Exercise details: In the records, each line holding "usize" must be reported.

Supplied data:

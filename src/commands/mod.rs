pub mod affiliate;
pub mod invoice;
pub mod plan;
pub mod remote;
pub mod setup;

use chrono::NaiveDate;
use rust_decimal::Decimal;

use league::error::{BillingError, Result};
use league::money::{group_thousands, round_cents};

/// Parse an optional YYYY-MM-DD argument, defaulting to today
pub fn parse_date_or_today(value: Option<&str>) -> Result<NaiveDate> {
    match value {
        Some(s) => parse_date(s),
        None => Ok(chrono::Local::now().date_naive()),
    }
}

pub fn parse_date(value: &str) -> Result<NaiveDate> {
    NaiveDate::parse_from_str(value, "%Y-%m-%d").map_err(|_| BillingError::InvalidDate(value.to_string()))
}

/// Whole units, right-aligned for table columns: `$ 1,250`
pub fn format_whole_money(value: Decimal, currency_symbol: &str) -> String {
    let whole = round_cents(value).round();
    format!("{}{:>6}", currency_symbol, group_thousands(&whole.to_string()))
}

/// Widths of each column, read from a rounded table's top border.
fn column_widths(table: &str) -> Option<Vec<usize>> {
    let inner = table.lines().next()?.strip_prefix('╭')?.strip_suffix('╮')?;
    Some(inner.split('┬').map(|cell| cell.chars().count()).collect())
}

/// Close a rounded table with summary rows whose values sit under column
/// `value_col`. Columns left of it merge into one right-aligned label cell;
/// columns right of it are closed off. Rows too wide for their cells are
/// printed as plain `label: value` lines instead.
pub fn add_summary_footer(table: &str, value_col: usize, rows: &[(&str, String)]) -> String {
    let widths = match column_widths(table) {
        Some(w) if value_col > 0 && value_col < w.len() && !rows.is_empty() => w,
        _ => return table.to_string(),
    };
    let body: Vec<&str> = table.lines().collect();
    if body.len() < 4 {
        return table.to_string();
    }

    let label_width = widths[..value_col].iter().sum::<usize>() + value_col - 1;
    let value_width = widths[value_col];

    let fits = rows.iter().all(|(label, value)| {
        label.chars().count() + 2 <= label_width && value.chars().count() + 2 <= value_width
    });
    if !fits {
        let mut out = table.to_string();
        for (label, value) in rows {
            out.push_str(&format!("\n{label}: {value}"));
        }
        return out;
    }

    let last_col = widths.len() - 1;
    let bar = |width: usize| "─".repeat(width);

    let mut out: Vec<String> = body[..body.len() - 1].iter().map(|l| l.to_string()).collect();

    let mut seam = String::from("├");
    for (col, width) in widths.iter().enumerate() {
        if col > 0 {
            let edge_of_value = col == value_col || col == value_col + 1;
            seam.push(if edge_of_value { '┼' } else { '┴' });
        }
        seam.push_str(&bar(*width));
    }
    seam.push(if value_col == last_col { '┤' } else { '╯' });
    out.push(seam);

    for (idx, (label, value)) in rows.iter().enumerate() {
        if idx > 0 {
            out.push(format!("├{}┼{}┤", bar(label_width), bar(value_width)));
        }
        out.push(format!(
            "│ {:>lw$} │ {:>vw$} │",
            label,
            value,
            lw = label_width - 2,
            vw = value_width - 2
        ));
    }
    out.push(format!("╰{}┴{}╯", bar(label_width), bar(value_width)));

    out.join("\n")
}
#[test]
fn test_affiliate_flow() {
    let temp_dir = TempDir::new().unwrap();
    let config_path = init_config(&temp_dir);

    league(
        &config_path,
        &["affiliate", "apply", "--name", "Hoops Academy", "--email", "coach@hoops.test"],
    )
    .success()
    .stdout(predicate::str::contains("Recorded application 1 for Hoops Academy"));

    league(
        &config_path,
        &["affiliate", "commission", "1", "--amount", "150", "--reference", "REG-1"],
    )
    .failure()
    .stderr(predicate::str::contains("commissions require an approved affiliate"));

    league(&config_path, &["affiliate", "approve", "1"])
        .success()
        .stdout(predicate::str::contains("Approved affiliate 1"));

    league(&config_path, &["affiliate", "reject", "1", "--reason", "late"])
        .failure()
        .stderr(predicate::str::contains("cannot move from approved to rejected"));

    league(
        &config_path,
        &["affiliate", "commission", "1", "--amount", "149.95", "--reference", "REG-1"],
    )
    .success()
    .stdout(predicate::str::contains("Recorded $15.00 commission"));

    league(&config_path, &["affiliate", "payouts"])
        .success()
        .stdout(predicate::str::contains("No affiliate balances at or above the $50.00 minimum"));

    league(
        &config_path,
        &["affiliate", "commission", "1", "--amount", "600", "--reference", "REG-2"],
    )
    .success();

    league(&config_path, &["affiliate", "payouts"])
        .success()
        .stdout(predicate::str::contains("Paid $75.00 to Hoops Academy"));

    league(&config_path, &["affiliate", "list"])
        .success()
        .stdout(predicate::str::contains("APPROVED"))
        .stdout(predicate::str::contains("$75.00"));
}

Solution for this problem:
fn column_widths(table: &str) -> Option<Vec<usize>> {
pub fn add_summary_footer(table: &str, value_col: usize, rows: &[(&str, String)]) -> String {
    let label_width = widths[..value_col].iter().sum::<usize>() + value_col - 1;
    let bar = |width: usize| "─".repeat(width);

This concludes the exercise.